The flotation tailings are roughed and swept through a flotation column to obtain a coarse concentrate, which is concentrated by a thickener and sent to a mixing barrel for heating and detoxication. The slurry is then diluted to a certain concentration and then refined. The selection operation adopts one fine and rough selection, five times of selection and three times of fine sweeping to obtain qualified tungsten concentrate, and then through filter press and drying to obtain tungsten concentrate products with qualified grade and moisture content. The improved technology has a better recovery effect of the lowest grade scheelite, and has the advantages of low production cost, stable equipment maintenance, and simple use of chemicals. This technology has been widely used in some low-grade scheelite concentrators.
This technology can be divided into four process flows according to different conditions of the ore:
(1) After medium magnetic separation and high gradient strong magnetism, sodium carbonate, water glass, acidified water glass or modified oleic acid is used for flotation. Fluorite concentrate can be obtained after flotation.
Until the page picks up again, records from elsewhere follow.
//! Per-service webhook notification settings (modal)

use std::sync::Arc;

use crate::api::ServiceApiClient;
use crate::events::DashboardEvent;
use crate::forms::{NotificationForm, ValidationErrors};
use crate::models::NotificationPreference;

#[derive(Debug)]
pub struct NotificationView {
    api: Arc<ServiceApiClient>,
    service_id: String,
    existing: Option<NotificationPreference>,
    pub form: NotificationForm,
    pub field_errors: ValidationErrors,
    pub error: Option<String>,
    pub open: bool,
}

impl NotificationView {
    pub fn new(api: Arc<ServiceApiClient>, service_id: impl Into<String>) -> Self {
        Self {
            api,
            service_id: service_id.into(),
            existing: None,
            form: NotificationForm::default(),
            field_errors: ValidationErrors::new(),
            error: None,
            open: false,
        }
    }

    pub fn service_id(&self) -> &str {
        &self.service_id
    }

    pub fn existing(&self) -> Option<&NotificationPreference> {
        self.existing.as_ref()
    }

    /// Open the modal, prefilled with the stored preference when there is one
    pub async fn open(&mut self) -> crate::Result<()> {
        self.error = None;
        self.field_errors = ValidationErrors::new();
        self.existing = self.api.notification(&self.service_id).await?;
        self.form = self
            .existing
            .as_ref()
            .map(NotificationForm::from)
            .unwrap_or_default();
        self.open = true;
        Ok(())
    }

    pub fn close(&mut self) {
        self.open = false;
    }

    /// Create or update, then close; `false` leaves the modal open with errors
    pub async fn save(&mut self) -> bool {
        self.error = None;
        let preference = match self.form.validate() {
            Ok(preference) => {
                self.field_errors = ValidationErrors::new();
                preference
            }
            Err(errors) => {
                self.field_errors = errors;
                return false;
            }
        };

        let result = if self.existing.is_some() {
            self.api
                .update_notification(&self.service_id, &preference)
                .await
        } else {
            self.api
                .create_notification(&self.service_id, &preference)
                .await
        };

        match result {
            Ok(saved) => {
                self.existing = Some(saved);
                self.announce();
                self.close();
                true
            }
            Err(e) => {
                tracing::debug!("Saving notification for {} failed: {}", self.service_id, e);
                self.error = Some(e.inline_message());
                false
            }
        }
    }

    /// Delete the preference, then close
    pub async fn remove(&mut self) -> bool {
        self.error = None;
        match self.api.delete_notification(&self.service_id).await {
            Ok(()) => {
                self.existing = None;
                self.form = NotificationForm::default();
                self.announce();
                self.close();
                true
            }
            Err(e) => {
                tracing::debug!("Removing notification for {} failed: {}", self.service_id, e);
                self.error = Some(e.inline_message());
                false
            }
        }
    }

    fn announce(&self) {
        self.api.events().publish(DashboardEvent::NotificationsChanged {
            service_id: self.service_id.clone(),
        });
    }
}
This technology can be used when there are many magnetic minerals containing silicon and the monomer dissociation degree of fluorite is high.
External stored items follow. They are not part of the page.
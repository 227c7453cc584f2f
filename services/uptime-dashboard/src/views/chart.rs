//! Response-time history for one service

use std::sync::Arc;
use std::time::Duration;

use chrono::{DateTime, Utc};
use serde::Serialize;
use tokio::sync::broadcast::error::RecvError;
use tokio::time::MissedTickBehavior;
use tokio_util::sync::CancellationToken;

use crate::api::ServiceApiClient;
use crate::error::DashboardError;
use crate::events::DashboardEvent;
use crate::models::{parse_timestamp, AggregatedStats, ServiceStats, TimeRange};

use super::ViewState;

/// One plotted sample; `response_time` is `None` when the check got no response
#[derive(Debug, Clone, PartialEq, Serialize)]
pub struct ChartPoint {
    pub timestamp: Option<DateTime<Utc>>,
    pub label: String,
    pub response_time: Option<f64>,
}

/// Everything the chart shows for the selected window
#[derive(Debug, Clone, PartialEq, Serialize)]
pub struct ChartSnapshot {
    pub range: TimeRange,
    pub points: Vec<ChartPoint>,
    pub uptime_percentage: f64,
    pub avg_response_time: u32,
    pub total_checks: u64,
}

impl ChartSnapshot {
    pub fn from_stats(stats: &AggregatedStats, range: TimeRange) -> Self {
        let points = stats
            .timestamps
            .iter()
            .enumerate()
            .map(|(i, raw)| {
                let timestamp = parse_timestamp(raw);
                ChartPoint {
                    timestamp,
                    label: timestamp
                        .map(|ts| axis_label(ts, range))
                        .unwrap_or_else(|| raw.clone()),
                    response_time: stats.response_times.get(i).copied().flatten(),
                }
            })
            .collect();

        Self {
            range,
            points,
            uptime_percentage: stats.uptime_percentage,
            avg_response_time: stats.avg_response_time.max(0.0).round() as u32,
            total_checks: stats.total_checks(),
        }
    }
}

/// HH:MM for the short windows, the date for the long ones
pub fn axis_label(timestamp: DateTime<Utc>, range: TimeRange) -> String {
    match range {
        TimeRange::Hour | TimeRange::Day => timestamp.format("%H:%M").to_string(),
        TimeRange::Week | TimeRange::Month => timestamp.format("%Y-%m-%d").to_string(),
    }
}

#[derive(Debug)]
pub struct ChartView {
    api: Arc<ServiceApiClient>,
    service_id: String,
    range: TimeRange,
    stats: Option<ServiceStats>,
    state: ViewState<ChartSnapshot>,
}

impl ChartView {
    pub fn new(api: Arc<ServiceApiClient>, service_id: impl Into<String>, range: TimeRange) -> Self {
        Self {
            api,
            service_id: service_id.into(),
            range,
            stats: None,
            state: ViewState::Loading,
        }
    }

    pub fn service_id(&self) -> &str {
        &self.service_id
    }

    pub fn range(&self) -> TimeRange {
        self.range
    }

    pub fn state(&self) -> &ViewState<ChartSnapshot> {
        &self.state
    }

    /// Switch window; the last fetched stats already hold every window
    pub fn select_range(&mut self, range: TimeRange) {
        self.range = range;
        if let Some(stats) = &self.stats {
            self.state = snapshot_state(stats, range);
        }
    }

    pub async fn load(&mut self) {
        match self.api.service_stats(&self.service_id).await {
            Ok(stats) => {
                self.state = snapshot_state(&stats, self.range);
                self.stats = Some(stats);
            }
            Err(e) => {
                tracing::warn!("Failed to load stats for {}: {}", self.service_id, e);
                self.state = ViewState::Error(e.inline_message());
            }
        }
    }

    /// True once the session token is gone
    pub fn session_expired(&self) -> bool {
        !self.api.session().is_authenticated()
    }

    /// React to a bus event; returns whether a refetch happened
    pub async fn handle_event(&mut self, event: &DashboardEvent) -> bool {
        match event {
            DashboardEvent::ServicesChanged => {
                self.load().await;
                true
            }
            DashboardEvent::NotificationsChanged { .. } => false,
            DashboardEvent::SessionExpired => {
                self.state = ViewState::Error(DashboardError::AuthenticationExpired.inline_message());
                false
            }
        }
    }

    /// Refetch every `interval` and on `ServicesChanged`, calling `on_update`
    /// after each change. Returns when `cancel` fires or the session expires.
    pub async fn run<F>(&mut self, interval: Duration, cancel: CancellationToken, mut on_update: F)
    where
        F: FnMut(&ChartView),
    {
        let mut events = self.api.events().subscribe();
        let mut ticker = tokio::time::interval(interval);
        ticker.set_missed_tick_behavior(MissedTickBehavior::Delay);

        loop {
            tokio::select! {
                biased;
                _ = cancel.cancelled() => {
                    tracing::debug!("Chart polling for '{}' cancelled", self.service_id);
                    break;
                }
                received = events.recv() => {
                    match received {
                        Ok(event) => {
                            let refetched = self.handle_event(&event).await;
                            if refetched || event == DashboardEvent::SessionExpired {
                                on_update(self);
                            }
                        }
                        Err(RecvError::Lagged(skipped)) => {
                            tracing::warn!("Chart missed {} events, reloading", skipped);
                            self.load().await;
                            on_update(self);
                        }
                        Err(RecvError::Closed) => break,
                    }
                }
                _ = ticker.tick() => {
                    self.load().await;
                    on_update(self);
                }
            }

            if self.session_expired() {
                tracing::info!("Session expired, stopping chart polling for '{}'", self.service_id);
                break;
            }
        }
    }
}

fn snapshot_state(stats: &ServiceStats, range: TimeRange) -> ViewState<ChartSnapshot> {
    let window = stats.window(range);
    if window.timestamps.is_empty() && window.total_checks() == 0 {
        ViewState::Empty
    } else {
        ViewState::Ready(ChartSnapshot::from_stats(window, range))
    }
}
(2) First use sodium carbonate, water glass, acidified water glass or modified oleic acid for flotation, and the obtained coarse concentrate is reground, and then subjected to high-gradient strong magnetic separation to obtain fluorite concentrate. This technology can be used when there are relatively few silicon-containing magnetic minerals and the monomer dissociation degree of fluorite is not high.
(3) When there are relatively few silicon-containing magnetic minerals and the monomer dissociation degree of fluorite is high, flotation is used, using sodium carbonate, water glass, acidified water glass or modified oleic acid. The obtained crude concentrate will not Return to the regrinding system for processing, and directly perform high-intensity magnetic separation process to obtain fluorspar concentrate.
(4) The tailings are first treated with medium magnetic separation and high-intensity magnetic separation technology, and then flotation is performed using sodium carbonate, water glass, acidified water glass or modified oleic acid. After flotation, high-gradient strong magnetic separation is performed to obtain phosphorus. Stone concentrate. This technology is used when there are a lot of silicon-containing magnetic minerals that cannot be effectively removed by one-stage magnetic separation and the monomer dissociation degree of fluorite is high.
The above are the four technologies for metal ore tailings reprocessing. According to changes in ore components, the mineral processing technology should be appropriately adjusted to improve the utilization rate of tailings and effectively recover useful ore components in the ore. The processing, recycling and reuse of tailings can help reduce resource waste, reduce environmental risks, and promote the sustainable development of the mining industry.